EXERCISE INPUT:
//! 四元数辅助运算
//!
//! 全部为纯函数。内部四元数保持原始符号，只在读取文件和 slerp 时做短弧处理。

use glam::{DQuat, DVec3, EulerRot};
use std::f64::consts::PI;

/// 视为相同旋转的阈值
const QUAT_EPSILON: f64 = 1e-8;

/// 轴角构造旋转；零长度轴返回单位四元数
pub fn from_axis_angle(axis: DVec3, angle: f64) -> DQuat {
    let axis = axis.normalize_or_zero();
    if axis == DVec3::ZERO {
        return DQuat::IDENTITY;
    }
    DQuat::from_axis_angle(axis, angle)
}

/// 分解为 (单位轴, 角度)，角度范围 [0, 2π)
pub fn to_axis_angle(q: DQuat) -> (DVec3, f64) {
    let q = q.normalize();
    let w = q.w.clamp(-1.0, 1.0);
    let angle = 2.0 * w.acos();
    let s = (1.0 - w * w).sqrt();
    if s < QUAT_EPSILON {
        return (DVec3::X, 0.0);
    }
    (DVec3::new(q.x, q.y, q.z) / s, angle)
}

/// 规范化到 w >= 0
#[inline]
pub fn canonicalize(q: DQuat) -> DQuat {
    if q.w < 0.0 {
        -q
    } else {
        q
    }
}

/// 归一化；长度接近 0 或含 NaN 时返回单位四元数
#[inline]
pub fn normalize_or_identity(q: DQuat) -> DQuat {
    let len_sq = q.length_squared();
    if len_sq.is_finite() && len_sq > QUAT_EPSILON * QUAT_EPSILON {
        q / len_sq.sqrt()
    } else {
        DQuat::IDENTITY
    }
}

/// 两个四元数是否表示同一旋转（忽略符号）
#[inline]
pub fn same_rotation(a: DQuat, b: DQuat, eps: f64) -> bool {
    (1.0 - a.dot(b).abs()) < eps
}

/// 短弧球面插值
pub fn slerp(q: DQuat, other: DQuat, t: f64) -> DQuat {
    if t <= 0.0 {
        return q;
    }
    if t >= 1.0 {
        return other;
    }
    if same_rotation(q, other, QUAT_EPSILON) && (q - other).length() < QUAT_EPSILON {
        return q;
    }

    let mut cos = q.dot(other);
    let mut target = other;
    if cos < 0.0 {
        cos = -cos;
        target = -other;
    }

    if cos > 0.9999 {
        return (q * (1.0 - t) + target * t).normalize();
    }

    let theta = cos.acos();
    let sin = theta.sin();
    let a = ((1.0 - t) * theta).sin() / sin;
    let b = (t * theta).sin() / sin;
    (q * a + target * b).normalize()
}

/// 四元数的标量幂：identity → q 路径上的 factor 位置，允许负数和大于 1 的系数
pub fn muled_scalar(q: DQuat, factor: f64) -> DQuat {
    if factor == 0.0 {
        return DQuat::IDENTITY;
    }
    if factor == 1.0 {
        return q;
    }
    if factor == -1.0 {
        return q.inverse();
    }
    if (0.0..1.0).contains(&factor) {
        return slerp(DQuat::IDENTITY, q, factor);
    }

    let (axis, angle) = to_axis_angle(canonicalize(q));
    if angle == 0.0 {
        return DQuat::IDENTITY;
    }
    DQuat::from_axis_angle(axis, angle * factor)
}

/// 欧拉角 (x, y, z)，MMD 使用 YXZ 顺序：q = Ry · Rx · Rz
pub fn to_euler(q: DQuat) -> DVec3 {
    let (y, x, z) = q.to_euler(EulerRot::YXZ);
    DVec3::new(x, y, z)
}

/// 由欧拉角 (x, y, z) 构造旋转，YXZ 顺序
pub fn from_euler(euler: DVec3) -> DQuat {
    DQuat::from_euler(EulerRot::YXZ, euler.y, euler.x, euler.z)
}

/// 由角度制欧拉角构造旋转
pub fn from_euler_degrees(x: f64, y: f64, z: f64) -> DQuat {
    from_euler(DVec3::new(x.to_radians(), y.to_radians(), z.to_radians()))
}

/// 固定轴投影
///
/// 旋转轴替换为 `axis`，角度按两轴点积的符号取正负；旋转轴与 `axis` 垂直时结果为单位旋转。
pub fn to_fixed_axis(q: DQuat, axis: DVec3) -> DQuat {
    let fixed = axis.normalize_or_zero();
    if fixed == DVec3::ZERO {
        return q;
    }

    let (rot_axis, angle) = to_axis_angle(q);
    if angle == 0.0 {
        return DQuat::IDENTITY;
    }

    let dot = rot_axis.dot(fixed);
    if dot.abs() < QUAT_EPSILON {
        return DQuat::IDENTITY;
    }
    let signed = if dot < 0.0 { -angle } else { angle };
    DQuat::from_axis_angle(fixed, signed)
}

/// 将 `a` 旋转到 `b` 的最短弧旋转
///
/// 反向时选取与 `a` 垂直的轴（优先 X，退化时用 Y）旋转 180°。
pub fn vec_rotation_between(a: DVec3, b: DVec3) -> DQuat {
    let a = a.normalize_or_zero();
    let b = b.normalize_or_zero();
    if a == DVec3::ZERO || b == DVec3::ZERO {
        return DQuat::IDENTITY;
    }

    let dot = a.dot(b);
    if dot >= 1.0 - 1e-12 {
        return DQuat::IDENTITY;
    }
    if dot <= -1.0 + 1e-12 {
        let mut axis = a.cross(DVec3::X);
        if axis.length_squared() < 1e-12 {
            axis = a.cross(DVec3::Y);
        }
        return DQuat::from_axis_angle(axis.normalize(), PI);
    }

    let s = ((1.0 + dot) * 2.0).sqrt();
    let c = a.cross(b) / s;
    DQuat::from_xyzw(c.x, c.y, c.z, s * 0.5).normalize()
}

/// 分解为绕 `axis` 的扭转与剩余摆动：q = swing · twist
pub fn separate_twist_by_axis(q: DQuat, axis: DVec3) -> (DQuat, DQuat) {
    let axis = axis.normalize_or_zero();
    if axis == DVec3::ZERO {
        return (DQuat::IDENTITY, q);
    }
    let v = DVec3::new(q.x, q.y, q.z);
    let p = axis * v.dot(axis);
    let twist = DQuat::from_xyzw(p.x, p.y, p.z, q.w);
    if twist.length_squared() < QUAT_EPSILON {
        return (DQuat::IDENTITY, q);
    }
    let twist = twist.normalize();
    (twist, q * twist.inverse())
}

/// 两个旋转之间的夹角（弧度，短弧）
pub fn angle_between(a: DQuat, b: DQuat) -> f64 {
    let d = a.normalize().dot(b.normalize()).abs().min(1.0);
    2.0 * d.acos()
}

#[cfg(test)]
mod tests {
    use super::*;

    fn assert_same(a: DQuat, b: DQuat, eps: f64) {
        assert!(same_rotation(a, b, eps), "{:?} != {:?}", a, b);
    }

    #[test]
    fn test_normalize_or_identity() {
        assert_eq!(normalize_or_identity(DQuat::from_xyzw(0.0, 0.0, 0.0, 0.0)), DQuat::IDENTITY);
        assert_eq!(normalize_or_identity(DQuat::from_xyzw(f64::NAN, 0.0, 0.0, 1.0)), DQuat::IDENTITY);
        let q = normalize_or_identity(DQuat::from_xyzw(0.0, 0.0, 2.0, 0.0));
        assert!((q.z - 1.0).abs() < 1e-12);
    }

    #[test]
    fn test_slerp_endpoints() {
        let a = DQuat::from_rotation_y(0.3);
        let b = DQuat::from_rotation_x(1.2);
        assert_eq!(slerp(a, b, 0.0), a);
        assert_eq!(slerp(a, b, 1.0), b);
        assert_eq!(slerp(a, b, -0.5), a);
    }

    #[test]
    fn test_slerp_short_arc_midpoint() {
        let a = DQuat::IDENTITY;
        let b = -from_euler_degrees(0.0, 0.0, 90.0);
        let mid = slerp(a, b, 0.5);
        assert_same(mid, from_euler_degrees(0.0, 0.0, 45.0), 1e-10);

        // mid · mid⁻¹ · slerp(1) = b（忽略符号）
        let round = mid * mid.inverse() * slerp(a, b, 1.0);
        assert_same(round, b, 1e-12);
        assert!(angle_between(a, mid) <= angle_between(a, b) * 0.5 + 1e-9);
    }

    #[test]
    fn test_slerp_various_pairs_halve_angle() {
        let pairs = [
            (DQuat::from_rotation_x(0.2), DQuat::from_rotation_y(2.9)),
            (from_euler_degrees(10.0, 20.0, 30.0), from_euler_degrees(-170.0, 40.0, 5.0)),
            (DQuat::from_rotation_z(3.0), DQuat::from_rotation_z(-3.0)),
        ];
        for (a, b) in pairs {
            let mid = slerp(a, b, 0.5);
            assert!(angle_between(a, mid) <= angle_between(a, b) * 0.5 + 1e-9);
            assert_same(mid * mid.inverse() * slerp(a, b, 1.0), b, 1e-12);
        }
    }

    #[test]
    fn test_muled_scalar() {
        let q = DQuat::from_rotation_z(std::f64::consts::FRAC_PI_4);
        assert_eq!(muled_scalar(q, 0.0), DQuat::IDENTITY);
        assert_same(muled_scalar(q, 0.5), DQuat::from_rotation_z(std::f64::consts::FRAC_PI_8), 1e-12);
        assert_same(muled_scalar(q, -1.0), DQuat::from_rotation_z(-std::f64::consts::FRAC_PI_4), 1e-12);
        assert_same(muled_scalar(q, 2.0), DQuat::from_rotation_z(std::f64::consts::FRAC_PI_2), 1e-12);
        assert_same(muled_scalar(q, -0.5), DQuat::from_rotation_z(-std::f64::consts::FRAC_PI_8), 1e-12);
    }

    #[test]
    fn test_to_fixed_axis_knee() {
        let axis = DVec3::X;
        let around_y = from_axis_angle(DVec3::Y, 30f64.to_radians());
        assert_same(to_fixed_axis(around_y, axis), DQuat::IDENTITY, 1e-12);

        let around_x = from_axis_angle(DVec3::X, 30f64.to_radians());
        assert_same(to_fixed_axis(around_x, axis), around_x, 1e-12);
    }

    #[test]
    fn test_to_fixed_axis_sign_follows_dot() {
        let axis = DVec3::new(1.0, 1.0, 0.0).normalize();
        let authored = from_axis_angle(DVec3::new(-1.0, 0.2, 0.1), 0.8);
        let projected = to_fixed_axis(authored, axis);

        let (out_axis, out_angle) = to_axis_angle(projected);
        let (in_axis, in_angle) = to_axis_angle(authored);
        assert!(out_axis.cross(axis).length() < 1e-9);
        let sign = in_axis.dot(axis).signum();
        let signed_out = out_angle * out_axis.dot(axis).signum();
        assert!((signed_out - in_angle * sign).abs() < 1e-9);
    }

    #[test]
    fn test_vec_rotation_between() {
        let q = vec_rotation_between(DVec3::Y, DVec3::Z);
        assert!((q * DVec3::Y - DVec3::Z).length() < 1e-12);

        let q = vec_rotation_between(DVec3::X, DVec3::NEG_X);
        assert!((q * DVec3::X - DVec3::NEG_X).length() < 1e-12);

        let q = vec_rotation_between(DVec3::Y, DVec3::NEG_Y);
        assert!((q * DVec3::Y - DVec3::NEG_Y).length() < 1e-12);
        let (axis, _) = to_axis_angle(q);
        assert!(axis.dot(DVec3::Y).abs() < 1e-12);

        assert_eq!(vec_rotation_between(DVec3::ZERO, DVec3::X), DQuat::IDENTITY);
    }

    #[test]
    fn test_euler_round_trip_order() {
        let e = DVec3::new(0.3, -0.5, 1.1);
        let q = from_euler(e);
        let expected = DQuat::from_rotation_y(e.y) * DQuat::from_rotation_x(e.x) * DQuat::from_rotation_z(e.z);
        assert_same(q, expected, 1e-12);
        assert!((to_euler(q) - e).length() < 1e-9);
    }

    #[test]
    fn test_separate_twist() {
        let twist = DQuat::from_rotation_y(0.6);
        let swing = DQuat::from_rotation_x(0.4);
        let (t, s) = separate_twist_by_axis(swing * twist, DVec3::Y);
        assert_same(s * t, swing * twist, 1e-12);
        let (axis, _) = to_axis_angle(t);
        assert!(axis.cross(DVec3::Y).length() < 1e-9);
    }
}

WORK REQUEST:
Going through the records, work out how many lines contain the word "signum". Please answer with the number only.

SOLUTION FOR THIS PROBLEM:
2